### [TASK TO COMPLETE]
Gather each line containing the string "TopN" from these entries.

### [Data records]

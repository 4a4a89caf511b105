//! # Plan Trees
//!
//! Logical plans describe *what* a statement computes; physical plans describe
//! *how*, down to the access path of every table. Both are plain trees with a
//! `children()` accessor so that consumers (the advisor's extractor, the
//! chosen-index walk) can recurse without knowing every operator.
//!
//! Physical scans sit beneath reader operators the way a distributed engine
//! structures them: `TableReader` wraps a table-side scan, `IndexReader` wraps
//! an index-side scan, and `IndexLookUp` wraps an index-side scan plus the
//! table-side fetch that resolves row handles (the double read).

use crate::cost::Cost;
use crate::expr::{AggExpr, ByItem, ColumnRef, Expr};
use crate::ident::Ident;
use crate::schema::{ColumnInfo, IndexInfo};
use serde::{Deserialize, Serialize};
use std::fmt::Write as _;

/// A base-table access in a logical plan: the table, its binding alias, the
/// pruned column list actually referenced by the statement, and the
/// single-table conditions pushed down to it.
#[derive(Debug, Clone, PartialEq, Serialize, Deserialize)]
pub struct DataSource {
    pub db: Ident,
    pub table: Ident,
    pub alias: Option<Ident>,
    pub columns: Vec<ColumnInfo>,
    pub pushed_conditions: Vec<Expr>,
}

#[derive(Debug, Clone, Copy, PartialEq, Eq, Serialize, Deserialize)]
pub enum JoinKind {
    Inner,
    /// Left rows with at least one match on the right; produces left columns.
    Semi,
}

#[derive(Debug, Clone, PartialEq, Serialize, Deserialize)]
pub enum LogicalPlan {
    Projection {
        exprs: Vec<Expr>,
        child: Box<LogicalPlan>,
    },
    Selection {
        conditions: Vec<Expr>,
        child: Box<LogicalPlan>,
    },
    Aggregation {
        aggs: Vec<AggExpr>,
        group_by: Vec<Expr>,
        child: Box<LogicalPlan>,
    },
    Sort {
        items: Vec<ByItem>,
        child: Box<LogicalPlan>,
    },
    TopN {
        items: Vec<ByItem>,
        limit: u64,
        child: Box<LogicalPlan>,
    },
    Limit {
        limit: u64,
        child: Box<LogicalPlan>,
    },
    Join {
        kind: JoinKind,
        equal: Vec<(ColumnRef, ColumnRef)>,
        other: Vec<Expr>,
        left: Box<LogicalPlan>,
        right: Box<LogicalPlan>,
    },
    /// Correlated subplan: the inner side is re-evaluated per outer row.
    Apply {
        conditions: Vec<Expr>,
        outer: Box<LogicalPlan>,
        inner: Box<LogicalPlan>,
    },
    UnionAll {
        children: Vec<LogicalPlan>,
    },
    Scan(DataSource),
}

impl LogicalPlan {
    pub fn children(&self) -> Vec<&LogicalPlan> {
        match self {
            LogicalPlan::Projection { child, .. }
            | LogicalPlan::Selection { child, .. }
            | LogicalPlan::Aggregation { child, .. }
            | LogicalPlan::Sort { child, .. }
            | LogicalPlan::TopN { child, .. }
            | LogicalPlan::Limit { child, .. } => vec![child],
            LogicalPlan::Join { left, right, .. } => vec![left, right],
            LogicalPlan::Apply { outer, inner, .. } => vec![outer, inner],
            LogicalPlan::UnionAll { children } => children.iter().collect(),
            LogicalPlan::Scan(_) => vec![],
        }
    }
}

/// Identity of the table behind a physical scan or reader.
#[derive(Debug, Clone, PartialEq, Serialize, Deserialize)]
pub struct ScanSource {
    pub db: Ident,
    pub table: Ident,
    pub alias: Option<Ident>,
    /// Number of columns the scan produces (after pruning).
    pub col_count: usize,
}

impl ScanSource {
    pub fn new(db: &str, table: &str) -> Self {
        Self {
            db: Ident::new(db),
            table: Ident::new(table),
            alias: None,
            col_count: 0,
        }
    }

    pub fn from_data_source(ds: &DataSource) -> Self {
        Self {
            db: ds.db.clone(),
            table: ds.table.clone(),
            alias: ds.alias.clone(),
            col_count: ds.columns.len(),
        }
    }
}

/// Physical operators.
#[derive(Debug, Clone, PartialEq, Serialize, Deserialize)]
pub enum PhysOp {
    /// Full or range-pruned base table scan. `clustered` marks a scan pruned
    /// through the primary index (point/range access at row width).
    TableScan {
        source: ScanSource,
        access: Vec<Expr>,
        clustered: bool,
    },
    /// Scan over one index, real or virtual. `access` holds the conditions
    /// consumed by the index range; `desc` marks a reverse scan.
    IndexScan {
        source: ScanSource,
        index: IndexInfo,
        access: Vec<Expr>,
        desc: bool,
    },
    TableReader {
        source: ScanSource,
    },
    IndexReader {
        source: ScanSource,
    },
    /// Index-side child first, table-side fetch child second.
    IndexLookUp {
        source: ScanSource,
    },
    Selection {
        conditions: Vec<Expr>,
    },
    Projection {
        exprs: Vec<Expr>,
    },
    HashAgg {
        aggs: Vec<AggExpr>,
        group_by: Vec<Expr>,
    },
    StreamAgg {
        aggs: Vec<AggExpr>,
        group_by: Vec<Expr>,
    },
    Sort {
        items: Vec<ByItem>,
    },
    TopN {
        items: Vec<ByItem>,
        limit: u64,
    },
    Limit {
        limit: u64,
    },
    HashJoin {
        kind: JoinKind,
        equal: Vec<(ColumnRef, ColumnRef)>,
        other: Vec<Expr>,
    },
    MergeJoin {
        kind: JoinKind,
        equal: Vec<(ColumnRef, ColumnRef)>,
        other: Vec<Expr>,
    },
    /// Nested-loop join probing an index on the inner side. Outer child
    /// first; the second child is one probe's worth of inner access.
    IndexJoin {
        kind: JoinKind,
        equal: Vec<(ColumnRef, ColumnRef)>,
        other: Vec<Expr>,
    },
    Apply {
        conditions: Vec<Expr>,
    },
    UnionAll,
}

impl PhysOp {
    pub fn name(&self) -> &'static str {
        match self {
            PhysOp::TableScan { .. } => "TableScan",
            PhysOp::IndexScan { .. } => "IndexScan",
            PhysOp::TableReader { .. } => "TableReader",
            PhysOp::IndexReader { .. } => "IndexReader",
            PhysOp::IndexLookUp { .. } => "IndexLookUp",
            PhysOp::Selection { .. } => "Selection",
            PhysOp::Projection { .. } => "Projection",
            PhysOp::HashAgg { .. } => "HashAgg",
            PhysOp::StreamAgg { .. } => "StreamAgg",
            PhysOp::Sort { .. } => "Sort",
            PhysOp::TopN { .. } => "TopN",
            PhysOp::Limit { .. } => "Limit",
            PhysOp::HashJoin { .. } => "HashJoin",
            PhysOp::MergeJoin { .. } => "MergeJoin",
            PhysOp::IndexJoin { .. } => "IndexJoin",
            PhysOp::Apply { .. } => "Apply",
            PhysOp::UnionAll => "UnionAll",
        }
    }
}

/// A physical plan node with its accumulated cost and output row estimate.
#[derive(Debug, Clone, Serialize, Deserialize)]
pub struct PhysicalPlan {
    pub op: PhysOp,
    pub children: Vec<PhysicalPlan>,
    pub cost: Cost,
    pub rows: f64,
}

impl PhysicalPlan {
    /// Render the tree with two-space indentation, for logs and tests.
    pub fn display(&self, indent: usize) -> String {
        let mut out = String::new();
        self.display_into(indent, &mut out);
        out
    }

    fn display_into(&self, indent: usize, out: &mut String) {
        let pad = "  ".repeat(indent);
        let detail = match &self.op {
            PhysOp::TableScan { source, .. } => format!(" table:{}", source.table),
            PhysOp::IndexScan { source, index, .. } => {
                format!(" table:{} index:{}", source.table, index)
            }
            _ => String::new(),
        };
        let _ = writeln!(
            out,
            "{pad}{}{detail} rows:{:.1} cost:{:.1}",
            self.op.name(),
            self.rows,
            self.cost.total
        );
        for child in &self.children {
            child.display_into(indent + 1, out);
        }
    }

    /// Post-order walk over every node.
    pub fn walk<'a>(&'a self, f: &mut impl FnMut(&'a PhysicalPlan)) {
        for child in &self.children {
            child.walk(f);
        }
        f(self);
    }
}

### [ANSWER]
    TopN {
            | LogicalPlan::TopN { child, .. }
    TopN {
            PhysOp::TopN { .. } => "TopN",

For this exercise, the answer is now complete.